In 1916 Maynard was 7 years old.  He should have started school at age 5 or 6 but because the family lived out at ‘Bull Oaks’ at this time, he didn’t get to start school until he was 7 years old. After Harfield died, Charles O’Connor, Maynard’s father was working on a windmill at Neil O’Loughlan’s place and he fell off a platform which was 30 ft above ground. He sustained a compound fracture of his right thigh and the bone stuck out of his leg and was ‘hammered’ into the ground. There happened to be a returned soldier there who had just come back from the war and he had some bandages and he bandaged Charles’ leg. They took Charles into the town to the doctor, but there was nothing they could do for him there so next morning he was put on a train and taken to the Adelaide hospital.

 

This train was what was called a ‘mixed train’ which took freight and passengers from Pinnaroo to Tailem Bend. The trip took 12 hours if the train ran on time. Dad lay on a camp stretcher in the guard’s van and Emily-Jane, Dad’s Mum, sat on a box beside him all the way. Charles was eleven months in the Adelaide hospital. During this time, back up in Pinnaroo the family did anything they could to earn money.  There was no dole or social security or social services in those days, so Maynard’s mum took in washing and domestic work.  Those who could find work did domestic work in the hotels.

 

Charles got no compensation for that accident and when he came home he had one leg which was four inches shorter than the other one and his leg was completely stiff. He was on crutches for a long, long time and was crippled for the rest of his life. He eventually got so that he could move around just using a walking stick but then he took to the drink which made life very hard for the whole family. Maynard said that ‘Dad used to beat Mum up occasionally and that emotionally it was hard all round.’ Emily-Jane was a Methodist when she married Charles but turned Catholic, and it was she, not Charles, who saw that the family went to Church.

 

Dad said: ‘The only time I can ever remember my father Charles going into the Catholic Church was when my brother Arthur was killed. This was also in 1916 when Arthur was 12 years old and it was during the Xmas holidays. He was working at the blacksmith shop at Koch and Sharrod’s and in those days they used to get petrol in 45 gall tins and they had a 200 gallon tank sunk in the ground in which they used to store the petrol. Pay day was on Saturday in those days because it was a 6 day week of 48 hours.  Mr Sharrod said ‘I’ll go to the bank and get the pay and when I come back we will clean the petrol tank out.’ Arthur being young and keen decided he would get the job started whilst Mr Sharrod was away. When he got into the tank, some of the petrol tins had leaked and the tank was full of fumes. The fumes overcame him and when Mr Sharrod returned he found him dead from asphyxiation.

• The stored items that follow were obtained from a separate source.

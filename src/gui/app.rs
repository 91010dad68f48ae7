//! Main application window

use std::sync::Arc;
use std::sync::mpsc::Receiver;
use std::time::Duration;

use eframe::egui::{self, RichText, Stroke, Vec2};

use super::animations::{animated_button, listening_pulse, waveform_bar};
use super::library_panel::LibraryPanel;
use super::theme::{
    ACCENT_CYAN, ACCENT_GREEN, ACCENT_RED, ACCENT_VIOLET, ACCENT_YELLOW, BG_HIGHLIGHT, BG_PRIMARY,
    BG_SECONDARY, TEXT_DIM, TEXT_MUTED, TEXT_PRIMARY,
};
use crate::assistant::{AppEvent, ListeningSignal};
use crate::config::GuiSettings;
use crate::domain::{LogEvent, LogEventKind};
use crate::library::{DocumentStore, FilePicker};

pub const WINDOW_TITLE: &str = "Mesmerizer - PDF Voice Assistant";
const TAGLINE: &str = "Upload once. Retrieve anytime. Talk to your PDFs.";

pub struct MesmerizerApp {
    store: DocumentStore,
    picker: Arc<dyn FilePicker>,
    signal: ListeningSignal,
    events: Receiver<AppEvent>,
    settings: GuiSettings,
    panel: LibraryPanel,
}

impl MesmerizerApp {
    pub fn new(
        store: DocumentStore,
        picker: Arc<dyn FilePicker>,
        signal: ListeningSignal,
        events: Receiver<AppEvent>,
        settings: GuiSettings,
    ) -> Self {
        let mut panel = LibraryPanel::new();
        panel.refresh(&store);
        panel.push(LogEvent::db(format!(
            "{} PDF(s) in the library",
            panel.names.len()
        )));
        Self {
            store,
            picker,
            signal,
            events,
            settings,
            panel,
        }
    }

    /// Apply the dark theme to the egui context.
    pub(crate) fn apply_theme(ctx: &egui::Context) {
        let mut style = (*ctx.style()).clone();
        style.visuals.dark_mode = true;
        style.visuals.panel_fill = BG_PRIMARY;
        style.visuals.window_fill = BG_PRIMARY;
        style.visuals.extreme_bg_color = BG_SECONDARY;
        style.visuals.widgets.noninteractive.bg_fill = BG_SECONDARY;
        style.visuals.widgets.inactive.bg_fill = BG_SECONDARY;
        style.visuals.widgets.hovered.bg_fill = BG_HIGHLIGHT;
        style.visuals.widgets.active.bg_fill = BG_HIGHLIGHT;
        style.visuals.selection.bg_fill = BG_HIGHLIGHT;
        style.visuals.selection.stroke = Stroke::new(1.0, ACCENT_VIOLET);
        ctx.set_style(style);
    }

    /// Drain messages from the assistant thread
    fn poll_events(&mut self) {
        while let Ok(event) = self.events.try_recv() {
            match event {
                AppEvent::Log(log) => self.panel.push(log),
                AppEvent::LibraryChanged => self.panel.refresh(&self.store),
            }
        }
    }

    fn render_header(&mut self, ui: &mut egui::Ui) {
        ui.vertical_centered(|ui| {
            ui.add_space(8.0);
            ui.label(
                RichText::new("Mesmerizer")
                    .size(28.0)
                    .strong()
                    .color(TEXT_PRIMARY),
            );
            ui.label(RichText::new(TAGLINE).color(TEXT_DIM));
            ui.add_space(8.0);

            let active = self.signal.is_active();
            listening_pulse(ui, ACCENT_VIOLET, 72.0, active);
            let status = if active { "Listening..." } else { "Idle" };
            ui.label(RichText::new(status).small().color(TEXT_MUTED));
        });
        waveform_bar(ui, ACCENT_VIOLET, 28.0, self.signal.is_active());
    }

    fn render_controls(&mut self, ui: &mut egui::Ui) {
        ui.horizontal(|ui| {
            if animated_button(ui, "Upload PDF", ACCENT_GREEN, "upload_btn").clicked() {
                self.panel.upload_with(&self.store, self.picker.as_ref());
            }
            ui.label(RichText::new(&self.panel.info_line).color(TEXT_DIM));
        });
        ui.add_space(6.0);

        ui.horizontal(|ui| {
            let selected_text = self
                .panel
                .selected
                .clone()
                .unwrap_or_else(|| "No PDFs yet".to_string());
            egui::ComboBox::from_id_salt("pdf_selector")
                .width(320.0)
                .selected_text(selected_text)
                .show_ui(ui, |ui| {
                    for name in &self.panel.names {
                        ui.selectable_value(&mut self.panel.selected, Some(name.clone()), name);
                    }
                });

            if animated_button(ui, "Load", ACCENT_CYAN, "load_btn").clicked() {
                self.panel.load_selected(&self.store, &self.settings);
            }
            if animated_button(ui, "Delete", ACCENT_RED, "delete_btn").clicked() {
                self.panel.request_delete();
            }
        });
        ui.add_space(6.0);

        ui.horizontal(|ui| {
            let response = ui.add(
                egui::TextEdit::singleline(&mut self.panel.search_query)
                    .hint_text("Search the selected PDF")
                    .desired_width(320.0),
            );
            let submitted =
                response.lost_focus() && ui.input(|i| i.key_pressed(egui::Key::Enter));
            if animated_button(ui, "Search", ACCENT_YELLOW, "search_btn").clicked() || submitted {
                self.panel.search(&self.store, &self.settings);
            }
        });
    }

    fn render_log(&self, ui: &mut egui::Ui) {
        egui::Frame::NONE
            .fill(BG_SECONDARY)
            .corner_radius(4.0)
            .inner_margin(8.0)
            .show(ui, |ui| {
                egui::ScrollArea::vertical()
                    .auto_shrink([false, false])
                    .stick_to_bottom(true)
                    .show(ui, |ui| {
                        for event in &self.panel.logs {
                            ui.label(
                                RichText::new(format!(
                                    "{} {}",
                                    event.timestamp.format("%H:%M:%S"),
                                    event.display_line()
                                ))
                                .monospace()
                                .color(kind_color(event.kind)),
                            );
                            if let Some(content) = &event.content {
                                ui.label(RichText::new(content).monospace().color(TEXT_DIM));
                            }
                        }
                    });
            });
    }

    fn render_delete_confirmation(&mut self, ctx: &egui::Context) {
        let Some(name) = self.panel.pending_delete.clone() else {
            return;
        };

        egui::Window::new("Delete")
            .collapsible(false)
            .resizable(false)
            .fixed_size(Vec2::new(320.0, 110.0))
            .anchor(egui::Align2::CENTER_CENTER, [0.0, 0.0])
            .show(ctx, |ui| {
                ui.add_space(8.0);
                ui.label(RichText::new(self.settings.delete_prompt(&name)).color(TEXT_PRIMARY));
                ui.add_space(12.0);
                ui.horizontal(|ui| {
                    if animated_button(ui, "Cancel", TEXT_DIM, "confirm_cancel_btn").clicked() {
                        self.panel.cancel_delete();
                    }
                    ui.add_space(8.0);
                    if animated_button(ui, "Delete", ACCENT_RED, "confirm_delete_btn").clicked() {
                        self.panel.confirm_delete(&self.store);
                    }
                });
            });
    }
}

fn kind_color(kind: LogEventKind) -> egui::Color32 {
    match kind {
        LogEventKind::Error => ACCENT_RED,
        LogEventKind::Upload => ACCENT_GREEN,
        LogEventKind::Delete | LogEventKind::Warning => ACCENT_YELLOW,
        LogEventKind::Voice => ACCENT_VIOLET,
        LogEventKind::Load | LogEventKind::Search => ACCENT_CYAN,
        LogEventKind::Db | LogEventKind::System => TEXT_MUTED,
    }
}

impl eframe::App for MesmerizerApp {
    fn update(&mut self, ctx: &egui::Context, _frame: &mut eframe::Frame) {
        self.poll_events();

        egui::TopBottomPanel::top("header").show(ctx, |ui| {
            self.render_header(ui);
        });
        egui::TopBottomPanel::top("controls")
            .frame(egui::Frame::NONE.fill(BG_PRIMARY).inner_margin(10.0))
            .show(ctx, |ui| {
                self.render_controls(ui);
            });
        egui::CentralPanel::default().show(ctx, |ui| {
            self.render_log(ui);
        });

        self.render_delete_confirmation(ctx);

        // Assistant messages arrive without input events
        ctx.request_repaint_after(Duration::from_millis(250));
    }
}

It was a tragedy for the family and once again, there was no compensation.

 

‘Mum was very upset and she was one of those women who were inclined to want to ‘put on a good show.’  Mum howled and moaned and when we went to church you could hear Mum’s singing all over the Church, and she didn’t have a very wonderful voice either. Once there was a priest who came out from Adelaide to put on what they called a ‘special week.’  One night his description of the Devil and Satan and his powers was such that people were almost too afraid to go out into the dark to go home.

 

After he had done all that they passed the collection plate around and Dick McKenzie, who liked everybody to know what he was doing, in p reparation for the collection, had gone to the bank and got a brand new pound note. While the collection plate was being passed around, he screwed up this note, and you could hear it all round the church, letting people know what he was putting in.

 

Dick McKenzie did have some good points, because every two years, Worth’s circus used to come through from Victoria to South Australia and they would have to change trains at Pinnaroo and they always put on a show at Pinnaroo. One year, on the night that they came through the Circus doubled its prices for admission. Dick McKenzie got a box and stood on it and urged the crowd not to pay the new price. He eventually won the day and they reduced the price back to what it was the previous year. One thing that Dick was, he was a great orator. At the same time I think he was the biggest rogue you could run into.

 

‘Dad used to have a winnower for cleaning wheat and Dick would come around to see Dad to get him to come out to clean his wheat. Dick would spend hours trying to beat dad down in price to get the job done cheap. Eventually Dick got into Parliament. My opinion was that he always used to look after Dick McKenzie.’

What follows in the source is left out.